Cassville Senior Center will hold stress busting program

Wednesday, May 1, 2019

Waters: ‘Never give up’

The Cassville Senior Center, along with Senior Age, are working together to bring a stress busting class to Cassville to help caregivers with the stress in their lives while caring for family members with Alzheimer’s or other related dementias.

Sherry Waters, Senior Age wellness coordinator, said the course is over nine weeks and is aimed to help caregivers cope with stress.

“We started this in February,” she said. “So, this is the second round of classes for Senior Age, but the first time it is being offered in Cassville.”

Waters said the weekly classes are about 1-1/2 hours, during which caregivers are taught relaxation techniques, breathing, meditation and imagery, where the caregiver is encouraged to find their special place, which is their alone time.

“My father had Alzheimer’s, and my mom cared for him for 10 years,” she said. “It is an all-the-time, every-day job, and my mom would get her alone time when my father would play computer games.”

Waters said it is important to keep people with dementia motivated with things to do.

“Eventually, people with dementia withdraw from people and social activities,” she said. “Eventually, this causes the caregiver to withdraw, as well.”

Waters said the Alzheimer’s Association has many great resources available for caregivers and loved ones.

“There is a 1-800 number that caregivers can call 24/7,” she said. “They have people available to talk to during a crisis or emotional time.”

Waters said the course helps to teach the caregivers how to cope and manage stress, but also how to work with the loved one they are caring for.

“Humor is a great tool for managing stress,” she said. “We use coloring, as well.

“We teach the caregivers that the colors mean emotions, so you can see how that person is feeling based on the colors they are using.”

Waters said an added benefit to the course is the connection caregivers get to other people.

“The class allows the caregiver to open up about their lives and stresses without their loved one there,” she said. “At the end of the nine weeks, we see that a lot of caregivers don’t want to stop the course, so we suggest a support group.”

Waters said there isn’t a support group currently in Cassville, but there is one in Monett available.

“A volunteer from the Alzheimer’s Association is needed,” she said. “But, they can do the training online, then they can talk to the caregivers.”

Waters said another important part of the course is realizing the caregiver’s loss.

“They have lost the person that they talked to or did things with,” she said. “It can also be an economical loss, due to losing part of their income.”

Waters said she wants to stress to the caregivers that a big part of healing and coping is positive thinking and taking time for themselves.

“Once or twice a week, just get out and do something by yourself,” she said. “Other things that help are journaling and aroma therapy.”
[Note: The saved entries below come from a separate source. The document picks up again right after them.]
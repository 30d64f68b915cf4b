use criterion::{black_box, criterion_group, criterion_main, Criterion};
use layerwalk_core::{
    build_exchange,
    builder::FrameBuilder,
    exchange::ExchangeKind,
    read_frame,
    rng::SimRng,
    AddressIdentity, TransportProtocol,
};

fn build_tcp(c: &mut Criterion) {
    let builder = FrameBuilder::new(TransportProtocol::Tcp);
    c.bench_function("build_tcp", |b| {
        b.iter(|| builder.build(black_box("Hello, Server!")))
    });
}

fn read_tcp(c: &mut Criterion) {
    let (frame, _) = FrameBuilder::new(TransportProtocol::Tcp).build("Hello, Server!");
    c.bench_function("read_tcp", |b| b.iter(|| read_frame(black_box(&frame))));
}

fn handshake(c: &mut Criterion) {
    let client = AddressIdentity::new("Client", "192.168.1.100", "00:11:22:33:44:01").unwrap();
    let server = AddressIdentity::new("Server", "192.168.1.10", "00:11:22:33:44:04").unwrap();
    let mut rng = SimRng::seeded(0xBAD5EED);
    c.bench_function("handshake", |b| {
        b.iter(|| {
            build_exchange(
                ExchangeKind::Handshake,
                "",
                "TCP",
                &client,
                &server,
                &mut rng,
            )
        })
    });
}

criterion_group!(benches, build_tcp, read_tcp, handshake);
criterion_main!(benches);
//! The Layerwalk front end: runs one exchange across the LAN topology and
//! plays its events back one at a time.

pub mod cli;

pub mod session;
pub use session::{AnnotatedEvent, Session, SessionError};

pub mod playback;
pub use playback::Playback;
Waters said everyone is different so they require different relaxation techniques.

“The key is finding what works for you,” she said. “I also suggest eating healthy and exercising.”

Waters said that exercising is important for the caregiver and the loved one.

“Exercising the body and mind both can be a huge benefit for both,” she said. “And when that is done together, it can strengthen the relationship between them.”

Waters said she has learned that the loved one and the caregiver both need structure in their lives, and especially the loved one.

“Every individual case is different,” she said. “Find something that is habitual for the loved one, and never give up.”

Waters said the caregiver may have to reintroduce the same thing, just differently.

“Also, using distractions help,” she said. “When the loved ones have it in their heads that they want to do something, for example, that they need to buy a Christmas present in May, distracting them will usually help rather than arguing.”

Waters said she has worked in this field for 38 years.

“I have always been interested in the wellness of people,” she said. “I also have personal experiences that helped push me into this.

“I just want to help people understand and learn about Alzheimer’s.”

Waters said there are 36 senior centers in a 17-county area with which Senior Age has partnered.

“Our goal is to provide information to people who don’t know about Alzheimer’s or other dementias,” she said. “Early detection is key to treatment. It won’t stop the progression, but medications can help slow it down.”

Waters said she also works to inform people about the signs of Alzheimer’s.

“If a loved one can no longer perform routine daily tasks, like brushing their teeth or getting dressed, that is a sign,” she said. “Also, loved ones who forget information that they have just learned are showing a sign.”

Waters said the course is for caregivers who are 60-plus years in age.

The class will be free and held at the Cassville Senior Center, starting on May 7 at 9:30 a.m.

Also, there will be courses held in Monett and Aurora for the stress buster class. For Monett, the class will be on Mondays starting May 6 from 9:30-11 a.m. For Aurora, the class will be on Mondays starting May 6 from 12:30-2 p.m.